Передай Юрию Владимировичу, что я не имею никакой физической возможности написать подробно, что я тут делаю, потому что работаю 12–13 часов в день, — расскажи ему, что я тут делаю и что это за каторжная работа. Завтра постараюсь послать в музей номер своего счета, а сегодня мне не хочется думать ни о каких делах. Хоть один свободный день за полтора месяца! Попроси мне послать срочно и заказным письмом 63 фотографии для каталога в двух экземплярах — почему Гальперин не прислал их с Жанной? А Валю (или Иру Кузнецову, если Валя в музей не ходит) вложить в это же письмо счета и выписки из протоколов по списку, который с этим письмом посылаю. Только чтобы срочно и чтобы не напутали.
Наташушка милая, милая, и Машурушка милая, милая! Я так скучаю тут и так хочу скорее вернуться.
Целую тебя и Машеньку тысячу миллиардов раз и еще столько же. Поклон Марии Борисовне. Митька шлет поклон тебе и племяннице. А.
Наташенька, милая, сегодня опять письма не было, хотя почта работала. Уже семь дней ничего про тебя и Машеньку не знаю, — последнее письмо было от 2/XI, письмо это пришло 4/XI. Следующее потерялось, а ни 6–го, ни сегодня ничего нет. Мне так грустно, и я так беспокоюсь, Наташенька! Ведь семь дней — такое огромное время. Может быть, на почте скопилось много писем и не разобрались еще — не знаю. И посылка до сих пор не пришла, сегодня узнавал — говорят, еще не разобрались.
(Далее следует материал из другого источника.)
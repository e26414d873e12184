use thiserror::Error;

/// Errors produced while building, compositing, decoding or encoding images.
///
/// Out-of-range coordinates and layer indices are not errors: lookups return
/// `None` and stores return `false`.
#[derive(Debug, Error)]
pub enum XpError {
    /// Constructor input outside what the model can represent
    #[error("invalid value: {0}")]
    Validation(String),

    /// The gzip transport failed to inflate or deflate a buffer
    #[error("compression error: {0}")]
    Compression(#[from] std::io::Error),

    /// The decompressed stream is structurally inconsistent
    #[error("malformed stream at byte {offset}: {reason}")]
    Format { offset: usize, reason: String },

    /// A decoder limit from `DecoderOptions` was exceeded
    #[error("limit exceeded: {what} is {actual}, maximum is {max}")]
    LimitExceeded {
        what: &'static str,
        actual: usize,
        max: usize,
    },

    /// Encoded output length disagrees with the precomputed size
    #[error("internal consistency error: expected {expected} bytes, wrote {actual}")]
    InternalConsistency { expected: usize, actual: usize },

    /// The layer selection resolved to nothing, or the image has no layers
    #[error("no layers to merge")]
    NoLayersToMerge,

    /// A selected layer does not match the dimensions of layer 0
    #[error("layer {index} is {}x{}, expected {}x{}", .actual.0, .actual.1, .expected.0, .expected.1)]
    LayerSizeMismatch {
        index: usize,
        expected: (u32, u32),
        actual: (u32, u32),
    },
}

impl XpError {
    pub(crate) fn format(offset: usize, reason: impl Into<String>) -> Self {
        XpError::Format {
            offset,
            reason: reason.into(),
        }
    }
}

/// Result type for codec operations.
pub type Result<T> = core::result::Result<T, XpError>;
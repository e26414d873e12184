use std::io::Read;

use crate::compress;
use crate::error::{Result, XpError};
use crate::format::*;
use crate::image::Image;
use crate::layer::Layer;
use crate::options::DecoderOptions;

/// Bounds-checked little-endian cursor over a decompressed payload.
struct ByteReader<'a> {
    data: &'a [u8],
    pos: usize,
}

impl<'a> ByteReader<'a> {
    fn new(data: &'a [u8]) -> Self {
        Self { data, pos: 0 }
    }

    fn remaining(&self) -> usize {
        self.data.len() - self.pos
    }

    fn take(&mut self, n: usize, what: &str) -> Result<&'a [u8]> {
        if self.remaining() < n {
            return Err(XpError::format(
                self.pos,
                format!("need {n} bytes for {what}, {} left", self.remaining()),
            ));
        }
        let bytes = &self.data[self.pos..self.pos + n];
        self.pos += n;
        Ok(bytes)
    }

    fn read_u32(&mut self, what: &str) -> Result<u32> {
        let b = self.take(4, what)?;
        Ok(u32::from_le_bytes([b[0], b[1], b[2], b[3]]))
    }
}

/// Decompress and parse a complete `.xp` stream.
pub fn decode(data: &[u8]) -> Result<Image> {
    decode_with_options(data, DecoderOptions::default())
}

pub fn decode_with_options(data: &[u8], options: DecoderOptions) -> Result<Image> {
    let raw = compress::decompress_limited(data, options.get_max_payload_size())?;
    decode_raw_with_options(&raw, options)
}

/// Read a compressed stream to the end and decode it.
pub fn decode_from<R: Read>(mut reader: R) -> Result<Image> {
    let mut data = Vec::new();
    reader.read_to_end(&mut data)?;
    decode(&data)
}

/// Parse an already decompressed payload.
pub fn decode_raw(raw: &[u8]) -> Result<Image> {
    decode_raw_with_options(raw, DecoderOptions::default())
}

pub fn decode_raw_with_options(raw: &[u8], options: DecoderOptions) -> Result<Image> {
    let mut reader = ByteReader::new(raw);
    let version = reader.read_u32("format version")?;
    let layer_count = reader.read_u32("layer count")? as usize;
    if layer_count > options.get_max_layers() {
        return Err(XpError::LimitExceeded {
            what: "layer count",
            actual: layer_count,
            max: options.get_max_layers(),
        });
    }

    let mut image = Image::new(version);
    for index in 0..layer_count {
        let layer = read_layer(&mut reader, &options)?;
        log::trace!(
            "layer {index}: {}x{} at byte {}",
            layer.width(),
            layer.height(),
            reader.pos
        );
        image.push_layer(layer);
    }

    if reader.remaining() > 0 {
        log::warn!(
            "ignoring {} trailing bytes after {} layers",
            reader.remaining(),
            layer_count
        );
    }
    log::debug!(
        "decoded image version {version} with {layer_count} layers from {} bytes",
        raw.len()
    );
    Ok(image)
}

fn read_layer(reader: &mut ByteReader<'_>, options: &DecoderOptions) -> Result<Layer> {
    let width = reader.read_u32("layer width")?;
    let height = reader.read_u32("layer height")?;
    let body_len = (width as usize)
        .checked_mul(height as usize)
        .and_then(|area| area.checked_mul(Pixel::SIZE))
        .ok_or_else(|| XpError::format(reader.pos, format!("layer size {width}x{height} overflows")))?;
    // A layer must be present in full before its size is weighed against the limits.
    let body = reader.take(body_len, "pixel records")?;
    let area = body_len / Pixel::SIZE;
    if area > options.get_max_layer_area() {
        return Err(XpError::LimitExceeded {
            what: "layer area",
            actual: area,
            max: options.get_max_layer_area(),
        });
    }

    // Records run column by column: x outer, y inner.
    let mut layer = Layer::new(width, height);
    let mut records = body.chunks_exact(Pixel::SIZE);
    for x in 0..width as i64 {
        for y in 0..height as i64 {
            if let Some(record) = records.next() {
                layer.set(x, y, &Pixel::from_bytes(record));
            }
        }
    }
    Ok(layer)
}
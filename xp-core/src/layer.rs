use crate::format::Pixel;

/// A fixed-size grid of pixel slots, addressed `x + width * y`.
///
/// Slots start unset. Coordinates are signed so callers can probe past the
/// edges; anything outside the grid reads as `None` and refuses writes.
#[derive(Clone, Debug, PartialEq, Eq)]
pub struct Layer {
    width: u32,
    height: u32,
    pixels: Vec<Option<Pixel>>,
}

impl Layer {
    pub fn new(width: u32, height: u32) -> Self {
        let len = width as usize * height as usize;
        Self {
            width,
            height,
            pixels: vec![None; len],
        }
    }

    pub const fn width(&self) -> u32 {
        self.width
    }

    pub const fn height(&self) -> u32 {
        self.height
    }

    /// Number of slots, set or not.
    pub fn len(&self) -> usize {
        self.pixels.len()
    }

    pub fn is_empty(&self) -> bool {
        self.pixels.is_empty()
    }

    pub fn verify_coordinates(&self, x: i64, y: i64) -> bool {
        self.index(x, y).is_some()
    }

    fn index(&self, x: i64, y: i64) -> Option<usize> {
        if x < 0 || y < 0 || x >= self.width as i64 || y >= self.height as i64 {
            return None;
        }
        Some(x as usize + self.width as usize * y as usize)
    }

    pub fn get(&self, x: i64, y: i64) -> Option<&Pixel> {
        self.index(x, y).and_then(|i| self.pixels[i].as_ref())
    }

    pub fn is_set(&self, x: i64, y: i64) -> bool {
        self.get(x, y).is_some()
    }

    /// Store a copy of `pixel`. Returns false, leaving the layer untouched,
    /// when the coordinates are outside the grid.
    pub fn set(&mut self, x: i64, y: i64, pixel: &Pixel) -> bool {
        match self.index(x, y) {
            Some(i) => {
                self.pixels[i] = Some(*pixel);
                true
            }
            None => false,
        }
    }

    /// Unset a slot. Returns false when the coordinates are outside the grid.
    pub fn clear(&mut self, x: i64, y: i64) -> bool {
        match self.index(x, y) {
            Some(i) => {
                self.pixels[i] = None;
                true
            }
            None => false,
        }
    }

    pub fn fill(&mut self, pixel: &Pixel) {
        self.pixels.iter_mut().for_each(|slot| *slot = Some(*pixel));
    }

    pub fn fill_transparent(&mut self) {
        self.fill(&Pixel::TRANSPARENT);
    }

    /// Every slot as `(x, y, pixel)` in raster order.
    pub fn iter(&self) -> impl Iterator<Item = (u32, u32, Option<&Pixel>)> + '_ {
        let width = self.width.max(1) as usize;
        self.pixels.iter().enumerate().map(move |(i, slot)| {
            ((i % width) as u32, (i / width) as u32, slot.as_ref())
        })
    }
}

#[cfg(test)]
mod tests {
    use super::*;
    use crate::format::Color;

    #[test]
    fn new_layer_is_unset() {
        let layer = Layer::new(4, 2);
        assert_eq!(layer.len(), 8);
        assert!(layer.iter().all(|(_, _, p)| p.is_none()));
        assert_eq!(layer.get(0, 0), None);
    }

    #[test]
    fn out_of_bounds_probes() {
        let mut layer = Layer::new(3, 3);
        layer.fill_transparent();
        assert_eq!(layer.get(3, 0), None);
        assert_eq!(layer.get(-1, 0), None);
        assert_eq!(layer.get(0, 3), None);
        assert!(layer.get(2, 2).is_some());
        assert!(!layer.verify_coordinates(0, -1));
        assert!(layer.verify_coordinates(2, 0));
    }

    #[test]
    fn failed_set_leaves_layer_unchanged() {
        let mut layer = Layer::new(2, 2);
        let before = layer.clone();
        let p = Pixel::new(1, Color::WHITE, Color::BLACK);
        assert!(!layer.set(2, 0, &p));
        assert!(!layer.set(0, -5, &p));
        assert_eq!(layer, before);
    }

    #[test]
    fn set_stores_an_independent_copy() {
        let mut layer = Layer::new(2, 2);
        let mut p = Pixel::new(1, Color::WHITE, Color::BLACK);
        assert!(layer.set(1, 0, &p));
        p = p.with_glyph(2);
        assert_eq!(layer.get(1, 0).map(Pixel::glyph), Some(1));
        assert_eq!(p.glyph(), 2);
    }

    #[test]
    fn row_major_addressing() {
        let mut layer = Layer::new(3, 2);
        let p = Pixel::new(9, Color::WHITE, Color::BLACK);
        layer.set(2, 1, &p);
        let hits: Vec<_> = layer
            .iter()
            .filter_map(|(x, y, px)| px.map(|_| (x, y)))
            .collect();
        assert_eq!(hits, vec![(2, 1)]);
        assert!(layer.clear(2, 1));
        assert!(!layer.is_set(2, 1));
    }

    #[test]
    fn clone_is_deep() {
        let mut a = Layer::new(2, 1);
        a.fill(&Pixel::new(7, Color::WHITE, Color::BLACK));
        let b = a.clone();
        a.set(0, 0, &Pixel::TRANSPARENT);
        assert_eq!(b.get(0, 0).map(Pixel::glyph), Some(7));
    }
}
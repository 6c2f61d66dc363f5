//! HTTP Server Configuration
//!
//! Host, port and CORS settings, loadable from a JSON file.

use std::fs;
use std::path::Path;

use serde::{Deserialize, Serialize};

/// HTTP server configuration
#[derive(Debug, Clone, PartialEq, Eq, Serialize, Deserialize)]
pub struct HttpServerConfig {
    /// Host to bind to (default: "0.0.0.0")
    #[serde(default = "default_host")]
    pub host: String,

    /// Port to bind to (default: 8000)
    #[serde(default = "default_port")]
    pub port: u16,

    /// CORS allowed origins. Empty means any origin.
    #[serde(default)]
    pub cors_origins: Vec<String>,

    /// Start with the two catalogue records (default: true)
    #[serde(default = "default_seed")]
    pub seed: bool,
}

fn default_host() -> String {
    "0.0.0.0".to_string()
}

fn default_port() -> u16 {
    8000
}

fn default_seed() -> bool {
    true
}

impl Default for HttpServerConfig {
    fn default() -> Self {
        Self {
            host: default_host(),
            port: default_port(),
            cors_origins: Vec::new(),
            seed: default_seed(),
        }
    }
}

impl HttpServerConfig {
    /// Create a new config with specified port
    pub fn with_port(port: u16) -> Self {
        Self {
            port,
            ..Default::default()
        }
    }

    /// Read a JSON config file. Absent keys take their defaults.
    pub fn load(path: &Path) -> Result<Self, String> {
        let content = fs::read_to_string(path)
            .map_err(|e| format!("Failed to read config {}: {}", path.display(), e))?;

        serde_json::from_str(&content).map_err(|e| format!("Invalid config JSON: {}", e))
    }

    /// Get the socket address string
    pub fn socket_addr(&self) -> String {
        format!("{}:{}", self.host, self.port)
    }
}
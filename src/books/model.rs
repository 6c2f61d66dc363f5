//! Book and Author records.

use serde::{Deserialize, Serialize};
use serde_json::Value;

/// A catalogue entry.
///
/// `Book::default()` is the zero-valued record returned for unknown IDs:
/// `{"id":"","title":"","author":null}`.
#[derive(Debug, Clone, Default, PartialEq, Eq, Serialize, Deserialize)]
pub struct Book {
    #[serde(default)]
    pub id: String,
    #[serde(default)]
    pub title: String,
    #[serde(default)]
    pub author: Option<Author>,
}

/// Author of a book. Has no identity of its own.
#[derive(Debug, Clone, Default, PartialEq, Eq, Serialize, Deserialize)]
#[serde(rename_all = "camelCase")]
pub struct Author {
    #[serde(default)]
    pub first_name: String,
    #[serde(default)]
    pub last_name: String,
}

impl Book {
    pub fn new(id: impl Into<String>, title: impl Into<String>, author: Option<Author>) -> Self {
        Self {
            id: id.into(),
            title: title.into(),
            author,
        }
    }

    /// Copy of this book carrying `id` instead of its own
    pub fn with_id(self, id: impl Into<String>) -> Self {
        Self {
            id: id.into(),
            ..self
        }
    }

    /// Build a book from loosely typed JSON.
    ///
    /// Keys match case-insensitively, unknown keys are ignored and a known
    /// field whose value has the wrong type stays zero-valued while the rest
    /// still apply. A non-object value yields the zero-valued book. The flag
    /// is false when anything had to be skipped.
    pub fn from_json_lenient(value: &Value) -> (Self, bool) {
        let mut book = Book::default();
        let Some(fields) = value.as_object() else {
            return (book, value.is_null());
        };

        let mut clean = true;
        for (key, value) in fields {
            if key.eq_ignore_ascii_case("id") {
                clean &= assign_string(&mut book.id, value);
            } else if key.eq_ignore_ascii_case("title") {
                clean &= assign_string(&mut book.title, value);
            } else if key.eq_ignore_ascii_case("author") {
                match value {
                    Value::Null => book.author = None,
                    Value::Object(_) => {
                        let (author, ok) = Author::from_json_lenient(value);
                        book.author = Some(author);
                        clean &= ok;
                    }
                    _ => clean = false,
                }
            }
        }
        (book, clean)
    }
}

impl Author {
    pub fn new(first_name: impl Into<String>, last_name: impl Into<String>) -> Self {
        Self {
            first_name: first_name.into(),
            last_name: last_name.into(),
        }
    }

    /// Lenient counterpart of deserialisation, see [`Book::from_json_lenient`]
    pub fn from_json_lenient(value: &Value) -> (Self, bool) {
        let mut author = Author::default();
        let Some(fields) = value.as_object() else {
            return (author, value.is_null());
        };

        let mut clean = true;
        for (key, value) in fields {
            if key.eq_ignore_ascii_case("firstName") {
                clean &= assign_string(&mut author.first_name, value);
            } else if key.eq_ignore_ascii_case("lastName") {
                clean &= assign_string(&mut author.last_name, value);
            }
        }
        (author, clean)
    }
}

/// Store a JSON string into `slot`; null leaves it untouched, other types are rejected
fn assign_string(slot: &mut String, value: &Value) -> bool {
    match value {
        Value::String(s) => {
            *slot = s.clone();
            true
        }
        Value::Null => true,
        _ => false,
    }
}
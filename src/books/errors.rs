//! # Book Store Errors

use thiserror::Error;

/// Result type for book store operations
pub type BookResult<T> = Result<T, BookError>;

/// Book store errors
///
/// Unknown IDs are not represented here; they are normal outcomes of
/// `get`, `replace` and `delete`.
#[derive(Debug, Clone, Error)]
pub enum BookError {
    /// A writer panicked while holding the store lock
    #[error("Book store lock poisoned")]
    LockPoisoned,

    /// The id generator kept returning empty or live ids
    #[error("No unused book id after {0} attempts")]
    IdsExhausted(usize),
}

impl BookError {
    /// Returns the HTTP status code for this error
    pub fn status_code(&self) -> u16 {
        match self {
            BookError::LockPoisoned => 500,
            BookError::IdsExhausted(_) => 500,
        }
    }

    /// Stable error code string
    pub fn code(&self) -> &'static str {
        match self {
            BookError::LockPoisoned => "BOOKS_LOCK_POISONED",
            BookError::IdsExhausted(_) => "BOOKS_IDS_EXHAUSTED",
        }
    }
}
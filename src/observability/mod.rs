//! Observability for the book service
//!
//! - Structured logging through `tracing` (text or JSON lines)
//! - Operation counters exposed at `/observability/metrics`
//!
//! # Usage
//!
//! ```ignore
//! use bookshelf::observability::{init_logging, LoggingConfig, MetricsRegistry};
//!
//! init_logging(&LoggingConfig::default());
//!
//! let metrics = MetricsRegistry::new();
//! metrics.increment_created();
//! ```

mod logging;
mod metrics;

pub use logging::{init_logging, LoggingConfig};
pub use metrics::{MetricsRegistry, MetricsSnapshot};
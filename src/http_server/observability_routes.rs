//! Observability HTTP Routes
//!
//! Health check and operation counters.

use std::sync::Arc;

use axum::{extract::State, http::StatusCode, response::IntoResponse, routing::get, Json, Router};
use serde::Serialize;

use crate::observability::MetricsRegistry;

/// Health check response
#[derive(Debug, Serialize)]
pub struct HealthResponse {
    pub status: String,
    pub version: String,
}

/// Create observability routes
pub fn observability_routes(metrics: Arc<MetricsRegistry>) -> Router {
    Router::new()
        .route("/health", get(health_handler))
        .route("/metrics", get(metrics_handler))
        .with_state(metrics)
}

/// Health check route (also available at root /health)
pub fn health_routes() -> Router {
    Router::new().route("/health", get(health_handler))
}

async fn health_handler() -> impl IntoResponse {
    let response = HealthResponse {
        status: "ok".to_string(),
        version: env!("CARGO_PKG_VERSION").to_string(),
    };

    (StatusCode::OK, Json(response))
}

async fn metrics_handler(State(metrics): State<Arc<MetricsRegistry>>) -> impl IntoResponse {
    (StatusCode::OK, Json(metrics.to_json()))
}
//! CLI argument definitions using clap
//!
//! Commands:
//! - bookshelf [start] [--config <path>] [--host <host>] [--port <port>]

use clap::{Args, Parser, Subcommand};
use std::path::PathBuf;

/// Bookshelf - an in-memory book catalogue served over HTTP
#[derive(Parser, Debug)]
#[command(name = "bookshelf")]
#[command(version, about, long_about = None)]
pub struct Cli {
    #[command(subcommand)]
    pub command: Option<Command>,

    // used when no subcommand is given
    #[command(flatten)]
    pub start: StartArgs,
}

#[derive(Subcommand, Debug)]
pub enum Command {
    /// Start the HTTP server (the default)
    Start(StartArgs),
}

#[derive(Args, Debug, Clone, Default)]
pub struct StartArgs {
    /// Path to a JSON configuration file
    #[arg(long)]
    pub config: Option<PathBuf>,

    /// Host to bind to, overrides the config file
    #[arg(long)]
    pub host: Option<String>,

    /// Port to bind to, overrides the config file
    #[arg(long)]
    pub port: Option<u16>,

    /// Start with an empty catalogue
    #[arg(long)]
    pub no_seed: bool,

    /// Emit logs as JSON lines
    #[arg(long)]
    pub log_json: bool,
}

impl Cli {
    /// Parse command line arguments
    pub fn parse_args() -> Self {
        Cli::parse()
    }

    /// Arguments for the server, whichever form they were given in
    pub fn start_args(self) -> StartArgs {
        match self.command {
            Some(Command::Start(args)) => args,
            None => self.start,
        }
    }
}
У меня так пусто, что и писать не о чем. Вчера работали только до четырех, потом музей был закрыт. Ходил в Дом ученых с Жанной, Купреяновым и Истоминым, после обеда вернулся в музей, где должен был быть вечер, походил немного по выставке и пошел к Кругликовой. У нее и просидел вчера до двенадцати. Очень она милая, простая и добрая, и у нее было очень приятно. Показывала мне свои силуэты, начиная с самых старых. Есть прекрасные, например Вячеслав Иванов (не тот, что в изданной книжке), Баратынский. Множество художников, писателей, музыкантов. Гравюры и монотипии у нее не очень интересные. Нарисовала мой силуэт, сказала, что покажет, когда вырежет.
Сегодня весь день работал, устал очень и вообще ужасно устал от работы, от бестолковщины и всеобщего взаимного раздражения, которые вполне естественны при такой сложной работе, но страшно утомляют, когда и без того устаешь как лошадь. Никогда больше не буду участвовать в таких обширных выставках — не стоит той энергии, которую ухлопываешь. Не знаю, успею ли что‑нибудь посмотреть тут еще (да, правда, и того что уже видел очень много), а то общий итог этого моего пребывания в Ленинграде пока, пожалуй, резко отрицательный. Скажи это Юрию Владимировичу, чтобы в музее не думали, что я отправился в увеселительную прогулку. Целого впечатления от гравюры (да и от рисунка) ни у какого посетителя не будет, потому что они рассованы по разным углам и, кроме Фаворского и Остроумовой (а в рисунке еще — Лебедева, Тырсы, Бруни и Фонвизина), — на втором плане. Так что эта выставка никак не заменила ту, что нами, в музее, была задумана, и конечный эффект — вдесятеро меньший. Это тоже скажи Юрию Владимировичу, чтобы в другой раз не так охотно подчинялись распоряжениям чиновников из Сектора науки. Все это меня очень огорчает и отнимает охоту работать — совсем неинтересно и непроизводительно. Это выяснилось окончательно в последние дни. Потом, все так замотались на этой выставке, что огрызаются друг на друга без всякого повода — это тоже не содействует хорошему настроению. Не хочется писать обо всем этом.